Let's get this on the table -- whatever one thinks about a law that is supposed to be about providing access to health insurance for people who don't have it, there was no reason that the Federal government needed to butt its nose into the insurance marketplace and tell people who were already adequately insured in their own eyes what level of insurance they should and should not have.

This piece has nothing to do with the "covering the uninsured" part of Obamacare.  There was no reason that the existing market needed to be regulated to impose a minimum level of coverage.  Americans are perfectly capable of taking on the level of medical risk they deemed best for their family.  If this was one of those great things that Nancy Pelosi meant when she told America we had to "pass the bill to see what's in it", well, we're going to differ right there.

The letter from Aetna provided the details of the 2015 plan they deemed closest to what we were already getting from Aetna.  It's called the ... oh, who cares what it's called.  The important thing is that if we were to take the plan they suggested, we would be paying Aetna $1,090.54 per month, a few bucks short of double what we are paying now.  In other words, solely due to the Nanny Effect of Obamacare, and their mistrust that my household's collective education is enough to decide what's good for us, we would pay Aetna $6,486.40 more in 2015 than we will have paid this year.

Since the plans of the various insurance companies for 2015 are mostly unavailable as of this date, I can't get much in the way of competitive quotes.  However, most companies have been able to provide estimates of their minimum plans for 2015 as non-firm quotes.  Some have been as low as $980 per month, which is still well over $5,700 more for 2015 than our household pays now.

But shoot, I can keep my doctor, probably.
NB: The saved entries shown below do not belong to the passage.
//! Request ID middleware for request tracing and correlation.
//!
//! Each request carries an ID that is recorded on the `http_request` span
//! opened by `TraceLayer`, tagged on the Sentry scope, and echoed back in the
//! `x-request-id` response header. An ID supplied by an upstream proxy is
//! reused when it looks sane; otherwise a UUID v4 is generated.

use axum::{extract::Request, http::HeaderValue, middleware::Next, response::Response};
use tracing::Span;
use uuid::Uuid;

/// The HTTP header name for request IDs.
pub const REQUEST_ID_HEADER: &str = "x-request-id";

/// Longest upstream ID that is trusted as-is.
const MAX_REQUEST_ID_LEN: usize = 128;

/// Middleware that ensures every request has a request ID.
pub async fn request_id_middleware(request: Request, next: Next) -> Response {
    let request_id = request
        .headers()
        .get(REQUEST_ID_HEADER)
        .and_then(|h| h.to_str().ok())
        .filter(|id| is_acceptable(id))
        .map_or_else(|| Uuid::new_v4().to_string(), String::from);

    Span::current().record("request_id", request_id.as_str());

    sentry::configure_scope(|scope| {
        scope.set_tag("request_id", &request_id);
    });

    let mut response = next.run(request).await;

    if let Ok(value) = HeaderValue::from_str(&request_id) {
        response.headers_mut().insert(REQUEST_ID_HEADER, value);
    }

    response
}

fn is_acceptable(id: &str) -> bool {
    !id.is_empty()
        && id.len() <= MAX_REQUEST_ID_LEN
        && id
            .bytes()
            .all(|b| b.is_ascii_alphanumeric() || matches!(b, b'-' | b'_' | b'.'))
}

#[cfg(test)]
#[allow(clippy::unwrap_used)]
mod tests {
    use axum::{Router, body::Body, http::Request as HttpRequest, routing::get};
    use tower::ServiceExt;

    use super::*;

    fn router() -> Router {
        Router::new()
            .route("/", get(|| async { "ok" }))
            .layer(axum::middleware::from_fn(request_id_middleware))
    }

    #[test]
    fn test_acceptable_ids() {
        assert!(is_acceptable("abc-123_x.y"));
        assert!(!is_acceptable(""));
        assert!(!is_acceptable("has space"));
        assert!(!is_acceptable(&"a".repeat(MAX_REQUEST_ID_LEN + 1)));
    }

    #[tokio::test]
    async fn test_upstream_id_is_echoed() {
        let response = router()
            .oneshot(
                HttpRequest::builder()
                    .uri("/")
                    .header(REQUEST_ID_HEADER, "edge-42")
                    .body(Body::empty())
                    .unwrap(),
            )
            .await
            .unwrap();

        assert_eq!(response.headers()[REQUEST_ID_HEADER], "edge-42");
    }

    #[tokio::test]
    async fn test_missing_id_is_generated() {
        let response = router()
            .oneshot(HttpRequest::builder().uri("/").body(Body::empty()).unwrap())
            .await
            .unwrap();

        let id = response.headers()[REQUEST_ID_HEADER].to_str().unwrap();
        assert!(Uuid::parse_str(id).is_ok());
    }
}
Ironically, when the president goes out and proclaims the wonderment of his "signature legislative achievement", he does not speak to this.  Equally ironically, none of the additional payment we have to make does a single thing to provide medical insurance to people who didn't have it!  It is simply the result of the Nanny Effect of impulsive liberalism, the part that says how much more it knows than I.

Well, Mr. President, you went to Occidental College and always claim to be the smartest guy in the room; but I have a biology degree from M.I.T.  I can count, and I'm not so dumb that I can't decide what's best for my family.

And, oh, yeah, I can vote.  And plan to.